The company underwent a massive transformation in 2010, including everything from a revamped website and social media campaign, to a change in the management structure, a remodeled lunch room, sales incentives, and professional development goals for employees.
These improvements, along with a redefined culture that promoted teamwork and employee participation in process decisions have led to a much higher level of quality, Greg said.
"In addition to quality, rapid turnaround and attention to detail are the major deciding factors for most of our new customers," Greg said. "We wanted to change the culture of Alpha back to what my dad envisioned, with a heavy emphasis on taking care of our employees and our customers. Everything was done with a sense of urgency."

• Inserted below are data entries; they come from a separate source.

//! Polling Fallback configuration and runtime types.
//!
//! This module provides [`PollingConfig`] for tuning how often a dashboard
//! re-fetches its scope, and [`PollingHandle`] for controlling a running
//! poller. Polling runs regardless of the event feed's health, so a cache is
//! never staler than one interval plus one fetch.

use std::io;
use std::sync::Arc;
use std::sync::atomic::{AtomicU64, Ordering};
use std::time::Duration;

use async_trait::async_trait;
use tokio::sync::{Mutex, watch};
use tokio::task::JoinHandle;
use tokio::time::MissedTickBehavior;

use crate::error::MutationError;
use crate::event::Scope;
use crate::optimistic::SharedCache;
use crate::order::OrderSummary;
use crate::store::MarketplaceStore;

/// Shortest period a poller runs at; shorter intervals are raised to it.
pub const MIN_POLL_INTERVAL: Duration = Duration::from_millis(10);

/// Configuration for the polling fallback.
///
/// # Examples
///
/// ```
/// use std::time::Duration;
/// use printeasy_orders::PollingConfig;
///
/// let config = PollingConfig {
///     interval: Duration::from_secs(10),
/// };
/// assert_eq!(config.interval, Duration::from_secs(10));
/// assert_eq!(PollingConfig::default().interval, Duration::from_secs(3));
/// ```
#[derive(Debug, Clone)]
pub struct PollingConfig {
    /// Time between two fetches of the full scoped order list.
    ///
    /// Default: 3 seconds. Values below [`MIN_POLL_INTERVAL`] are clamped.
    pub interval: Duration,
}

impl PollingConfig {
    /// The period the poller actually ticks at.
    pub fn period(&self) -> Duration {
        self.interval.max(MIN_POLL_INTERVAL)
    }
}

impl Default for PollingConfig {
    fn default() -> Self {
        Self {
            interval: Duration::from_secs(3),
        }
    }
}

/// Where a poller fetches the authoritative order list from.
#[async_trait]
pub trait OrderSource: Send + Sync + 'static {
    /// Every live order in `scope`, with the scope viewer's unread counts.
    async fn fetch(&self, scope: Scope) -> Result<Vec<OrderSummary>, MutationError>;
}

#[async_trait]
impl OrderSource for MarketplaceStore {
    async fn fetch(&self, scope: Scope) -> Result<Vec<OrderSummary>, MutationError> {
        Ok(self.list_orders(scope))
    }
}

/// Handle for controlling a running poller.
///
/// `Clone` is cheap: all fields are `Arc`-wrapped. The poller also stops
/// once every handle has been dropped.
#[derive(Clone)]
pub struct PollingHandle {
    shutdown_tx: Arc<watch::Sender<bool>>,
    polls: Arc<AtomicU64>,
    task: Arc<Mutex<Option<JoinHandle<()>>>>,
}

impl std::fmt::Debug for PollingHandle {
    fn fmt(&self, f: &mut std::fmt::Formatter<'_>) -> std::fmt::Result {
        f.debug_struct("PollingHandle")
            .field("successful_polls", &self.successful_polls())
            .finish()
    }
}

impl PollingHandle {
    /// Number of polls that reached the cache so far.
    pub fn successful_polls(&self) -> u64 {
        self.polls.load(Ordering::Acquire)
    }

    /// Signal the poller to stop and wait for it to exit.
    ///
    /// Calling `shutdown` more than once is safe -- subsequent calls
    /// return `Ok(())` immediately.
    ///
    /// # Errors
    ///
    /// Returns `io::Error` if the poller task panicked.
    pub async fn shutdown(&self) -> io::Result<()> {
        // The receiver is gone if the task already exited.
        let _ = self.shutdown_tx.send(true);

        let task = self.task.lock().await.take();
        if let Some(join_handle) = task {
            join_handle
                .await
                .map_err(|e| io::Error::other(format!("poller task panicked: {e}")))?;
        }
        Ok(())
    }
}

/// Fetch the cache's scope once and reconcile it.
///
/// Returns the number of orders fetched.
pub async fn poll_once<S: OrderSource + ?Sized>(
    source: &S,
    cache: &SharedCache,
) -> Result<usize, MutationError> {
    let scope = cache.lock().await.scope();
    let orders = source.fetch(scope).await?;
    let fetched = orders.len();
    cache.lock().await.replace_all(orders);
    Ok(fetched)
}

/// Start polling `source` into `cache` every `config.interval`.
///
/// The first fetch happens one interval after the call.
pub fn spawn_polling<S: OrderSource>(
    source: S,
    cache: SharedCache,
    config: PollingConfig,
) -> PollingHandle {
    let (shutdown_tx, shutdown_rx) = watch::channel(false);
    let polls = Arc::new(AtomicU64::new(0));
    let task = tokio::spawn(run_polling_loop(
        source,
        cache,
        config,
        Arc::clone(&polls),
        shutdown_rx,
    ));
    PollingHandle {
        shutdown_tx: Arc::new(shutdown_tx),
        polls,
        task: Arc::new(Mutex::new(Some(task))),
    }
}

async fn run_polling_loop<S: OrderSource>(
    source: S,
    cache: SharedCache,
    config: PollingConfig,
    polls: Arc<AtomicU64>,
    mut shutdown_rx: watch::Receiver<bool>,
) {
    let key = cache.lock().await.key();
    let period = config.period();
    if period != config.interval {
        tracing::warn!(
            cache = %key,
            requested_ms = config.interval.as_millis() as u64,
            period_ms = period.as_millis() as u64,
            "polling interval too short, clamping"
        );
    }

    // `interval` panics on a zero period; `period` is never zero.
    let mut interval = tokio::time::interval(period);
    interval.set_missed_tick_behavior(MissedTickBehavior::Delay);
    // The first tick completes immediately; consume it.
    interval.tick().await;

    tracing::debug!(cache = %key, interval_ms = period.as_millis() as u64, "poller started");

    loop {
        tokio::select! {
            _ = interval.tick() => {
                match poll_once(&source, &cache).await {
                    Ok(fetched) => {
                        polls.fetch_add(1, Ordering::AcqRel);
                        tracing::debug!(cache = %key, fetched, "poll applied");
                    }
                    Err(e) => {
                        tracing::warn!(cache = %key, error = %e, "poll failed, retrying next tick");
                    }
                }
            }
            changed = shutdown_rx.changed() => {
                if changed.is_err() || *shutdown_rx.borrow() {
                    tracing::debug!(cache = %key, "poller stopped");
                    return;
                }
            }
        }
    }
}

The gamble paid off, and now the business is slowly climbing back from the brink of bankruptcy, hiring its 22nd employee earlier this year.
"It was painful to go through the management change. Unfortunately those that didn't agree with our new direction ended up leaving, but by March of 2011, things started gelling again," he said.
Production Manager Debbie Haynes has been with the company for 27 years, and said she enjoys being part of a team that focuses on quality customer service.
"The people who work here are like a second family," she said. "Bob is a very caring person and he takes care of his employees. Last month we broke our sales numbers, which hasn't been done in the past 12 years. It's a great feeling to see the company rebounding. For awhile I was afraid I was going to lose my job."
Lissa Fisher, who has been with the company for 24 years, said she feels "safe" working for Alpha Metal.
"It's one of Dexter's best kept secrets. The employees are treated very well," she said. "From a female perspective, there aren't a lot of manufacturers that are sympathetic toward women in the workplace. Here, I don't have to worry about losing my job if I have to take off of work because my kids are sick.
"When you find a job that fits into your life, as chaotic as life gets, that's huge. There's not that many businesses around that concern themselves with their employees' lives outside of work."
Quality Assurance Manager Jamie Barrus agrees, stating that after the company was forced to lay her off in 2001, she was one of the first employees hired back a year later.
"Changing the culture of the business back to Bob's original beliefs of faith, family and work was a big leap forward," she said. "Prior to Greg stepping up, I don't think I would have ever thought about staying here. Now, with the dramatic changes that have been made and the improvement of Alpha’s quality, it’s exciting to work here and see our customers take notice. It has been wonderful to have Alpha invest in my education and career development.”
Even the company's temporary workers began to take notice in the leadership change.
"We've had several temps turn down better paying jobs at Ford and other larger companies because they liked the atmosphere here," Fisher said. "We look out for each other and help each other out."
Greg said he is looking forward to many more years with Alpha Metal Finishing in the community and he expects sales to continue to grow well into the future with plans for expansion.
"We're very grateful to be in Dexter and have the support of such a wonderful community," he said.